Work instruction -> Every line in the entries that holds "requested" should be identified and copied.

─── Material for this task ───

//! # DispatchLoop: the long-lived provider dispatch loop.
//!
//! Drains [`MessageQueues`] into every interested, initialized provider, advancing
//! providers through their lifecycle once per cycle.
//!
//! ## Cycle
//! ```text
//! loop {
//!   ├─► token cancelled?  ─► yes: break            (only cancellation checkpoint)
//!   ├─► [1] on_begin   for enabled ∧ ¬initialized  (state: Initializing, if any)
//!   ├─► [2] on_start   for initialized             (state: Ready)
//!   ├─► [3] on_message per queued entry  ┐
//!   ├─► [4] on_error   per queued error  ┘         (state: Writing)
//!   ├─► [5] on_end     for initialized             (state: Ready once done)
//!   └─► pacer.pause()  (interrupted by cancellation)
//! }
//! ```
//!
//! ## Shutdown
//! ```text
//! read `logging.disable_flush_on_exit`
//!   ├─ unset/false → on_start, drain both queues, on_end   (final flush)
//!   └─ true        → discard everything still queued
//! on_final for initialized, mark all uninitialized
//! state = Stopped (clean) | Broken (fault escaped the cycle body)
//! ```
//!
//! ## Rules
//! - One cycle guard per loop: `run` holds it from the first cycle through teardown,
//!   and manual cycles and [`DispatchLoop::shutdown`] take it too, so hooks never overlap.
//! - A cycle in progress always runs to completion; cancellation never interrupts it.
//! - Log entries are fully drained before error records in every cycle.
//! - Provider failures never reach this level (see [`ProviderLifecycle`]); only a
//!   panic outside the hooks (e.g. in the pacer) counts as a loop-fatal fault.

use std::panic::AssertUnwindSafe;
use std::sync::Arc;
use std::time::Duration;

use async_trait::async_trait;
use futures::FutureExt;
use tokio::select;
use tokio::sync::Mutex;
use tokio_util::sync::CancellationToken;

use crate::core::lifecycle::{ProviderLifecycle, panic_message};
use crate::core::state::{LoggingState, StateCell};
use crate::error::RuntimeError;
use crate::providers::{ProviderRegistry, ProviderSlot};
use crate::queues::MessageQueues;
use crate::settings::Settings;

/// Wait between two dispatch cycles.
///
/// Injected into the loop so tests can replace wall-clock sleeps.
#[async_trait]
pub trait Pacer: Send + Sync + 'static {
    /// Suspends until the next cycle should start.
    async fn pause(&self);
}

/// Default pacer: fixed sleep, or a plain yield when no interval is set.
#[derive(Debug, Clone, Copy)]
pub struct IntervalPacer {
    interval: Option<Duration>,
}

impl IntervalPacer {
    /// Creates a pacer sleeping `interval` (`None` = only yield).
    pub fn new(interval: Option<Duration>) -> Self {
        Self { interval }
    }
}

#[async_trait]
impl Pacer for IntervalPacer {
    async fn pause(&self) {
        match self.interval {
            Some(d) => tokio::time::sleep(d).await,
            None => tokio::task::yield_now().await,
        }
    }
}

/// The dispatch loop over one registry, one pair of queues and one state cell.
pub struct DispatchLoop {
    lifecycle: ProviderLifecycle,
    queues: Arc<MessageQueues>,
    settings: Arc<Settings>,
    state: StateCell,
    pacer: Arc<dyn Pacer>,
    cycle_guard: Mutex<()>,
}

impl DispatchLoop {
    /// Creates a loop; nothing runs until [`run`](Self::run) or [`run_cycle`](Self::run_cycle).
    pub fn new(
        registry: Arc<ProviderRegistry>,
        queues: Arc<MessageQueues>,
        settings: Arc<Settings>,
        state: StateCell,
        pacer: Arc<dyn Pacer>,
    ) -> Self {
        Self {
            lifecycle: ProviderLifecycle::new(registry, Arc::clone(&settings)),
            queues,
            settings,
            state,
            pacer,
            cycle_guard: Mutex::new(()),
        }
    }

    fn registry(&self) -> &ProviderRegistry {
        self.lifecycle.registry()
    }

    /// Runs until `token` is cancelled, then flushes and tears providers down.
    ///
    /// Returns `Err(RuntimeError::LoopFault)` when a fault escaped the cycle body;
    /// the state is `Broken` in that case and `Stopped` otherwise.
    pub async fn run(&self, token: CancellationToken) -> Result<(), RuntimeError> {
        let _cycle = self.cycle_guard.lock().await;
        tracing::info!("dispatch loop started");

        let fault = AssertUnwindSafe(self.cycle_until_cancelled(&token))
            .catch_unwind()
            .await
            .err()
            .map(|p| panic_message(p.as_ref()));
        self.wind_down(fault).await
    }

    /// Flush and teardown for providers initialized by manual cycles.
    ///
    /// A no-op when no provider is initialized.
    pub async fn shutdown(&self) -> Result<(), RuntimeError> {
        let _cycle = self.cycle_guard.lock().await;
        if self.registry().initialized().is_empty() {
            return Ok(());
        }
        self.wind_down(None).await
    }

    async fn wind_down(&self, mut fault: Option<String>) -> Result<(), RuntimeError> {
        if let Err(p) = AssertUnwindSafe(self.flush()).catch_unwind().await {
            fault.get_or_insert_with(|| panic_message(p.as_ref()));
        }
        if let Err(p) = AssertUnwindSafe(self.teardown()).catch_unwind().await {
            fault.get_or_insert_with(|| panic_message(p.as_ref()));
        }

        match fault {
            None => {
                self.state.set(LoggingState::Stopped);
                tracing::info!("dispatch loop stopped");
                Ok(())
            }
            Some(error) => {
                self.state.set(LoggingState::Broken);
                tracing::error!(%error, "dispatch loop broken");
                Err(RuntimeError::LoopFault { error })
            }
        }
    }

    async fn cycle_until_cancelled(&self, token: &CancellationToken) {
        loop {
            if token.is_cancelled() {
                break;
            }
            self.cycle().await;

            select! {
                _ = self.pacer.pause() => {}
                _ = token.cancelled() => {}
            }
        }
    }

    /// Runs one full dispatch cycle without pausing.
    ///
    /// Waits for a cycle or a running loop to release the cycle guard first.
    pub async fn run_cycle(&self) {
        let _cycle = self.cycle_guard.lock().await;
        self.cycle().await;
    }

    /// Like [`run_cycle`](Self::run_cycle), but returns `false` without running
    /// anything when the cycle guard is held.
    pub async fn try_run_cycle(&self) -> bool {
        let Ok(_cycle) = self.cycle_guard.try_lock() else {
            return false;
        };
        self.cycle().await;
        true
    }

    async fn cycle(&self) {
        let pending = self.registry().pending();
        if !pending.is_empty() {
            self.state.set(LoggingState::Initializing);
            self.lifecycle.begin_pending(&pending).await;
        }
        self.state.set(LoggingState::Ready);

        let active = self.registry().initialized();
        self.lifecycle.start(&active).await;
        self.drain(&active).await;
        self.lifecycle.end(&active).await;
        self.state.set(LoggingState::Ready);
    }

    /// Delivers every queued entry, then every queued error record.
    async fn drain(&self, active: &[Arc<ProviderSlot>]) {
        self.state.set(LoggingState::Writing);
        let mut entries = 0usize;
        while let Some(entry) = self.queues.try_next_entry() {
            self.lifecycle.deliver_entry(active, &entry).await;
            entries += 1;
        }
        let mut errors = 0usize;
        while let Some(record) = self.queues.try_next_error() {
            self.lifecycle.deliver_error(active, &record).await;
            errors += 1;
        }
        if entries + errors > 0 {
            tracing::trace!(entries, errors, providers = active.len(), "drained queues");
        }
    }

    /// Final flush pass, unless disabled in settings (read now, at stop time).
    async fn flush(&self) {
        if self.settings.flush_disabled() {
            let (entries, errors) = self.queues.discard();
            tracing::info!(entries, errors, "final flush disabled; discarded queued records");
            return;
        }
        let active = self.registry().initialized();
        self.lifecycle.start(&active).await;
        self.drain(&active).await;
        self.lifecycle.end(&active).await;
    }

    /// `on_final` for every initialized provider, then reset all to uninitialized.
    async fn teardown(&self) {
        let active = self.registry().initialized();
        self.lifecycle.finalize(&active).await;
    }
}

───
─── Material for this task ───

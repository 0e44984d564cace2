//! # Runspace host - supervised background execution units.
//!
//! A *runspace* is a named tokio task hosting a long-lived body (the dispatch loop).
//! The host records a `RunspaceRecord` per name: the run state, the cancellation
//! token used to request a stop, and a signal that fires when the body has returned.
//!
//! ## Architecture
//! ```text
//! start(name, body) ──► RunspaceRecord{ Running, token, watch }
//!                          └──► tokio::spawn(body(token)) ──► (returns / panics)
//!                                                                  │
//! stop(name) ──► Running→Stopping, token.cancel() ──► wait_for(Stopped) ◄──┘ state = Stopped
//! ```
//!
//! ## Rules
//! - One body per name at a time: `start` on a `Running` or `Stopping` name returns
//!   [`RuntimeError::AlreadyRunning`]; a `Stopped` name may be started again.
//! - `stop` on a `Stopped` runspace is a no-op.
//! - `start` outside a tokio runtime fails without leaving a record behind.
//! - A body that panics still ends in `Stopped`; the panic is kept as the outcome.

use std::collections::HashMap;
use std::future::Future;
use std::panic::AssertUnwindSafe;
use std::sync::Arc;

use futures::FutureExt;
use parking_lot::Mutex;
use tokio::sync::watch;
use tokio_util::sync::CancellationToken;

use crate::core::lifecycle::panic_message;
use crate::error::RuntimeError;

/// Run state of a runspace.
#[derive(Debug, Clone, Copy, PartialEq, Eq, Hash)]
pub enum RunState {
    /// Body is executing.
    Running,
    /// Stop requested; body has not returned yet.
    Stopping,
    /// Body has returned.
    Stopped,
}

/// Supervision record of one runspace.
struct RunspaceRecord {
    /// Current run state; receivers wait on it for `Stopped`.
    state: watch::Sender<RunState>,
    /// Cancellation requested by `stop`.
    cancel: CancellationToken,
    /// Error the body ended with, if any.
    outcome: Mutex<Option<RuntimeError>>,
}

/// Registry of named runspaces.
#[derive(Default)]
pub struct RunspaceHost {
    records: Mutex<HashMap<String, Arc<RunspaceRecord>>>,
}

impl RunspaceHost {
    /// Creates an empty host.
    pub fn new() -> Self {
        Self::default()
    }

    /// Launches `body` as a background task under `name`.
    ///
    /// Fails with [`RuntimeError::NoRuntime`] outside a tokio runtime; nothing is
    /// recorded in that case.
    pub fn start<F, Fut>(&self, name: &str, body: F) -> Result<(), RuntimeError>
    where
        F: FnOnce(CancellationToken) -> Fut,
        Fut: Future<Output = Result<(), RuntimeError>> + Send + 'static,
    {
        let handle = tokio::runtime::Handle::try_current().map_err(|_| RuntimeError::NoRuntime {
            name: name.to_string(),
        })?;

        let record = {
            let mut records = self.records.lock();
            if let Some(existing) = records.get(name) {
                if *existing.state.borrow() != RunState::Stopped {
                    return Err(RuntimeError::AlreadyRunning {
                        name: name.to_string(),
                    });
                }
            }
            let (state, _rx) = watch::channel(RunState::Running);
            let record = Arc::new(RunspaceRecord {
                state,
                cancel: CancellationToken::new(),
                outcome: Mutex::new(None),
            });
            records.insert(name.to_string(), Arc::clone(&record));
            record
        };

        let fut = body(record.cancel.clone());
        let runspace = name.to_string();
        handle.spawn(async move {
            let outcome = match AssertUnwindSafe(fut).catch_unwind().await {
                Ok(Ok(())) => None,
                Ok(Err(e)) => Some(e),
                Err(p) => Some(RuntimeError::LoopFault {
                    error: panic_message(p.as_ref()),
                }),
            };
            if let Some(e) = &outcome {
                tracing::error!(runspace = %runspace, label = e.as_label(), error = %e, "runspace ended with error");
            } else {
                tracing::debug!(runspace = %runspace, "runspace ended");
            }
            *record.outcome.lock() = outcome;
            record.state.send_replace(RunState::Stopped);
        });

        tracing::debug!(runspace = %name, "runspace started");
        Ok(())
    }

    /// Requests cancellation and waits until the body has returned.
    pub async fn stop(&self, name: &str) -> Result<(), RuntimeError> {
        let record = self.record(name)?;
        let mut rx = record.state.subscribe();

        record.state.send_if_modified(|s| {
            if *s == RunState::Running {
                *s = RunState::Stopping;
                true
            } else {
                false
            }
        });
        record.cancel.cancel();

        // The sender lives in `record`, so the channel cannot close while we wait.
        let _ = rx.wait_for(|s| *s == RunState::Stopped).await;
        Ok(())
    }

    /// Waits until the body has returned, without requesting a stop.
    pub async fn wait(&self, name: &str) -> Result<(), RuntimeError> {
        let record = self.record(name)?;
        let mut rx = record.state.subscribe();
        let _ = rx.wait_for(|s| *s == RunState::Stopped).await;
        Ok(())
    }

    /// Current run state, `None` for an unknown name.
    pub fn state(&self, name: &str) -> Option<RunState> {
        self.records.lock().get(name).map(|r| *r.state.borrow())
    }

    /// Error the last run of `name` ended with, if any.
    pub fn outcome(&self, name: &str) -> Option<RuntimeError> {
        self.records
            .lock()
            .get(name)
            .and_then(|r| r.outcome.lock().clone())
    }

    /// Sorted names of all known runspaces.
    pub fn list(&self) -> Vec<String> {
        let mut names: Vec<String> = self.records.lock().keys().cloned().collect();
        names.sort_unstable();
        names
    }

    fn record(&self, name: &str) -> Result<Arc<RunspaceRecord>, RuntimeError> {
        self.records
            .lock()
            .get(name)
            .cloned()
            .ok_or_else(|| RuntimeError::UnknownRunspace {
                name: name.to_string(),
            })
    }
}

───

Solution ->
    /// Stop requested; body has not returned yet.
    /// Cancellation requested by `stop`.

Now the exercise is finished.